Stored data:
//! Product catalog: listing and the editor's write path.
//!
//! Input is validated locally before any remote call. Writes need a
//! signed-in caller and are last-write-wins; callers refetch the list
//! afterwards instead of patching what they already hold.

use thiserror::Error;
use tracing::{info, instrument};

use countertop_core::{Product, ProductDraft, ProductId, ValidationError};

use crate::backend::{Backend, BackendError};

#[derive(Debug, Error)]
pub enum CatalogError {
    #[error("{0}")]
    Validation(#[from] ValidationError),

    #[error("You must be logged in to manage products.")]
    NotAuthenticated,

    #[error("Product not found.")]
    NotFound(ProductId),

    #[error(transparent)]
    Backend(#[from] BackendError),
}

/// Product catalog service.
pub struct CatalogService<'a, B> {
    backend: &'a B,
}

impl<'a, B: Backend> CatalogService<'a, B> {
    #[must_use]
    pub const fn new(backend: &'a B) -> Self {
        Self { backend }
    }

    /// All products ordered by name.
    ///
    /// # Errors
    ///
    /// Returns `CatalogError::Backend` if the fetch fails.
    #[instrument(skip(self))]
    pub async fn list(&self) -> Result<Vec<Product>, CatalogError> {
        Ok(self.backend.list_products().await?)
    }

    /// One product by id, looked up in a fresh listing.
    ///
    /// # Errors
    ///
    /// Returns `CatalogError::NotFound` if no product has that id.
    #[instrument(skip(self))]
    pub async fn get(&self, id: ProductId) -> Result<Product, CatalogError> {
        self.list()
            .await?
            .into_iter()
            .find(|p| p.id == id)
            .ok_or(CatalogError::NotFound(id))
    }

    /// Validate editor input and insert a product owned by the caller.
    ///
    /// # Errors
    ///
    /// Returns `CatalogError::Validation` before any remote call if the
    /// input is invalid, `CatalogError::NotAuthenticated` if nobody is
    /// signed in.
    #[instrument(skip(self, price, stock))]
    pub async fn create(&self, name: &str, price: &str, stock: &str) -> Result<Product, CatalogError> {
        let draft = ProductDraft::parse(name, price, stock)?;
        let owner = self.require_identity().await?;

        let product = self
            .backend
            .insert_product(&draft.into_new_product(owner))
            .await?;
        info!(product_id = %product.id, "Product created");
        Ok(product)
    }

    /// Validate editor input and overwrite an existing product.
    ///
    /// # Errors
    ///
    /// Same as [`Self::create`], plus `CatalogError::Backend` with
    /// `NotFound` if the product no longer exists.
    #[instrument(skip(self, price, stock))]
    pub async fn update(
        &self,
        id: ProductId,
        name: &str,
        price: &str,
        stock: &str,
    ) -> Result<(), CatalogError> {
        let draft = ProductDraft::parse(name, price, stock)?;
        self.require_identity().await?;

        self.backend.update_product(id, &draft.into_patch()).await?;
        info!(product_id = %id, "Product updated");
        Ok(())
    }

    /// Delete a product. Confirmation is the caller's job.
    ///
    /// # Errors
    ///
    /// Returns `CatalogError::Backend` if the delete fails.
    #[instrument(skip(self))]
    pub async fn delete(&self, id: ProductId) -> Result<(), CatalogError> {
        self.backend.delete_product(id).await?;
        info!(product_id = %id, "Product deleted");
        Ok(())
    }

    async fn require_identity(&self) -> Result<countertop_core::UserId, CatalogError> {
        self.backend
            .current_user()
            .await?
            .map(|identity| identity.id)
            .ok_or(CatalogError::NotAuthenticated)
    }
}

#[cfg(test)]
#[allow(clippy::unwrap_used)]
mod tests {
    use countertop_core::Money;

    use super::*;
    use crate::backend::MemoryBackend;
    use crate::backend::memory::Call;

    #[tokio::test]
    async fn test_create_attaches_owner() {
        let backend = MemoryBackend::new();
        let session = backend.sign_in_as("cashier@example.com");
        let service = CatalogService::new(&backend);

        let product = service.create("Widget", "9.99", "5").await.unwrap();
        assert_eq!(product.user_id, session.user.id);
        assert_eq!(product.price, Money::from_cents(999));
        assert_eq!(product.stock, 5);
    }

    #[tokio::test]
    async fn test_invalid_price_sends_nothing() {
        let backend = MemoryBackend::new();
        backend.sign_in_as("cashier@example.com");
        let product = backend.seed_product("Widget", Money::from_cents(999), 5);
        let service = CatalogService::new(&backend);

        let err = service
            .update(product.id, "Widget", "abc", "5")
            .await
            .unwrap_err();
        assert_eq!(err.to_string(), "Price and stock must be valid numbers.");
        assert!(backend.calls().is_empty());
        assert_eq!(backend.product(product.id).unwrap(), product);
    }

    #[tokio::test]
    async fn test_writes_require_identity() {
        let backend = MemoryBackend::new();
        let service = CatalogService::new(&backend);

        let err = service.create("Widget", "9.99", "5").await.unwrap_err();
        assert_eq!(err.to_string(), "You must be logged in to manage products.");
        assert!(backend.writes().is_empty());
    }

    #[tokio::test]
    async fn test_update_overwrites_fields() {
        let backend = MemoryBackend::new();
        backend.sign_in_as("cashier@example.com");
        let product = backend.seed_product("Widget", Money::from_cents(999), 5);
        let service = CatalogService::new(&backend);

        service
            .update(product.id, "Widget XL", "12.50", "7")
            .await
            .unwrap();
        let stored = backend.product(product.id).unwrap();
        assert_eq!(stored.name, "Widget XL");
        assert_eq!(stored.price, Money::from_cents(1250));
        assert_eq!(stored.stock, 7);
    }

    #[tokio::test]
    async fn test_get_missing_product() {
        let backend = MemoryBackend::new();
        let service = CatalogService::new(&backend);
        let id = ProductId::generate();

        assert!(matches!(
            service.get(id).await,
            Err(CatalogError::NotFound(missing)) if missing == id
        ));
        assert_eq!(backend.calls(), [Call::ListProducts]);
    }
}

Exercise requirements: Your task is to copy each line of the listing that holds the word "info".

Result:
use tracing::{info, instrument};
        info!(product_id = %product.id, "Product created");
        info!(product_id = %id, "Product updated");
        info!(product_id = %id, "Product deleted");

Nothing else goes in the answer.